My model was built using Evergreen V-grooved styrene. At the time I didn’t know there was a finer material called Car Siding which I prefer to having used. Too late now. Also, many preprinted and lasercut decks than can be bought and added to most models. Some of these look really great but even with the finest wood grain they still look a bit odd to me, but they add a lot of detail I might have added to my model. What do the decks of HMS Hood look like in terms of structure?

Here you can see the deck in progress of HMS Hood taken from Ian Jonhston’s Clydebank Cruisers (I cannot recommend this book enough). This and other images show how they started with a line of two planks from start to end and the rest are added later. At the far left of the image you see the planks are simply cut off at an angle.

Note how the planks end; the one at the far left corner has the same length as every fifth one to the right of it.

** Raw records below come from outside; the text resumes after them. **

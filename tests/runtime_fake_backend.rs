// tests/runtime_fake_backend.rs

//! Runtime behaviour against a fake job backend: one-shot exit, failure
//! propagation in `--once` mode, and the skip/queue overlap behaviours.

mod common;

use std::sync::{Arc, Mutex};
use std::time::Duration;

use common::FakeBackend;
use tokio::sync::mpsc;
use tokio::time::timeout;

use nowpub::engine::{
    JobOutcome, OverlapBehaviour, PendingRun, RunReason, Runtime, RuntimeEvent, RuntimeOptions,
};

fn fake_backend(
    tx: &mpsc::Sender<RuntimeEvent>,
    auto_outcome: Option<JobOutcome>,
) -> (FakeBackend, Arc<Mutex<Vec<RunReason>>>) {
    let runs = Arc::new(Mutex::new(Vec::new()));
    let backend = FakeBackend {
        runs: Arc::clone(&runs),
        auto_outcome,
        runtime_tx: tx.clone(),
    };
    (backend, runs)
}

#[tokio::test]
async fn once_mode_runs_once_and_exits_when_idle() {
    let (tx, rx) = mpsc::channel::<RuntimeEvent>(16);
    let (backend, runs) = fake_backend(&tx, Some(JobOutcome::NoChanges));

    let runtime = Runtime::new(
        backend,
        PendingRun::new(OverlapBehaviour::Skip),
        RuntimeOptions { exit_when_idle: true },
        rx,
    );

    tx.send(RuntimeEvent::RunTriggered {
        reason: RunReason::Manual,
    })
    .await
    .unwrap();

    timeout(Duration::from_secs(5), runtime.run())
        .await
        .expect("runtime should exit when idle")
        .unwrap();

    assert_eq!(runs.lock().unwrap().as_slice(), &[RunReason::Manual]);
}

#[tokio::test]
async fn once_mode_surfaces_run_failure() {
    let (tx, rx) = mpsc::channel::<RuntimeEvent>(16);
    let (backend, _runs) = fake_backend(
        &tx,
        Some(JobOutcome::Failed {
            error: "fetch program exited with code 3".to_string(),
        }),
    );

    let runtime = Runtime::new(
        backend,
        PendingRun::new(OverlapBehaviour::Skip),
        RuntimeOptions { exit_when_idle: true },
        rx,
    );

    tx.send(RuntimeEvent::RunTriggered {
        reason: RunReason::Manual,
    })
    .await
    .unwrap();

    let result = timeout(Duration::from_secs(5), runtime.run())
        .await
        .expect("runtime should exit when idle");
    assert!(result.is_err());
}

#[tokio::test]
async fn skip_behaviour_drops_triggers_while_running() {
    let (tx, rx) = mpsc::channel::<RuntimeEvent>(16);
    let (backend, runs) = fake_backend(&tx, None);

    // Two triggers land while the (uncompleted) run is in flight, then the
    // run completes, then shutdown. With `skip`, nothing pending remains.
    for event in [
        RuntimeEvent::RunTriggered {
            reason: RunReason::Timer,
        },
        RuntimeEvent::RunTriggered {
            reason: RunReason::Timer,
        },
        RuntimeEvent::RunCompleted {
            outcome: JobOutcome::NoChanges,
        },
        RuntimeEvent::ShutdownRequested,
    ] {
        tx.send(event).await.unwrap();
    }

    let runtime = Runtime::new(
        backend,
        PendingRun::new(OverlapBehaviour::Skip),
        RuntimeOptions::default(),
        rx,
    );
    timeout(Duration::from_secs(5), runtime.run())
        .await
        .expect("runtime should stop on shutdown")
        .unwrap();

    assert_eq!(runs.lock().unwrap().len(), 1);
}

#[tokio::test]
async fn queue_behaviour_starts_pending_run_after_completion() {
    let (tx, rx) = mpsc::channel::<RuntimeEvent>(16);
    let (backend, runs) = fake_backend(&tx, None);

    // Trigger while running is remembered; completion starts it; repeated
    // mid-run triggers coalesce into that single pending run.
    for event in [
        RuntimeEvent::RunTriggered {
            reason: RunReason::Manual,
        },
        RuntimeEvent::RunTriggered {
            reason: RunReason::Timer,
        },
        RuntimeEvent::RunTriggered {
            reason: RunReason::Timer,
        },
        RuntimeEvent::RunCompleted {
            outcome: JobOutcome::NoChanges,
        },
        RuntimeEvent::RunCompleted {
            outcome: JobOutcome::NoChanges,
        },
        RuntimeEvent::ShutdownRequested,
    ] {
        tx.send(event).await.unwrap();
    }

    let runtime = Runtime::new(
        backend,
        PendingRun::new(OverlapBehaviour::Queue),
        RuntimeOptions::default(),
        rx,
    );
    timeout(Duration::from_secs(5), runtime.run())
        .await
        .expect("runtime should stop on shutdown")
        .unwrap();

    assert_eq!(
        runs.lock().unwrap().as_slice(),
        &[RunReason::Manual, RunReason::Timer]
    );
}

Now, on many of the premade decks have a lot of detail in the deck around all the pieces of equipment, but here there is no structure whatsoever in the deck other than the planks. So no planks / frames around skylights, hatch comings, vents and so forth.

On t0 the painting . I start by airbrushing the deck in Humbrol 72 (Khaki drill mat) and letting it dry for 24 hours. I then first add a new layer of H72 by brush and paint in a very large scale accents adding white and a tiny bit of van Dyk brown. Then it’s time for my smallest brush, painting in the planks semi regularly with a larger brush standing by for corrections. The deck is painted with H72 and H110 (natural wood) with white and van Dyk brown mixed in. Although the real deck is irregular, I wanted to have at least some structure visible and painted an odd/even spacing, but not so much you would notice. This is before adding the wash that pulls all colors closer together, so one goal of the exercise was to learn how far the colors need to be apart, before washing, to look good after washing. I made several test pieces, also throwing in some H83 (too yellow) and H84 (H72 relabeled; at least, they are so close in tone I wonder why they bothered to issue it), but I like this one best.

After the paint as dried (again 24 hours) I added a few van Dyk washes; I wanted some brown to interact with the planking detail and not black. I also wanted to avoid an overly hard effect of  black caulking lines. I think I need to add a coating first as the paint was damaged in one location (beneath the turret). I really like the effect I have now but I’m a bit conflicted as I do not want to see individual planks but I also want color variation! And I want to see individual planks too and for them to be all the same color!

I have to be a bit more careful with the H110 but otherwise I think the effect is starting to look really good. I also have to be careful with all the small hairs and dust collecting in the paint; some of it probably accumulate during drying (add cap when drying) and lot of dust flows with wash…

Meanwhile, all photo-etched deck lockers have been soldered and painted as a small how-to-highlight-tiny-details painting exercise. A few minor corrections are required in a few shadow lines. I really like how well my solution for the design of these lockers worked out with the small legs running to the far edge of the locker extending below the fold line of the part done like so

The part right was supposed to act as a backbone but was not required; it was much easier to solder the part without it. The lid was held in place with tape before soldering which was a nice new challenge in terms of positioning.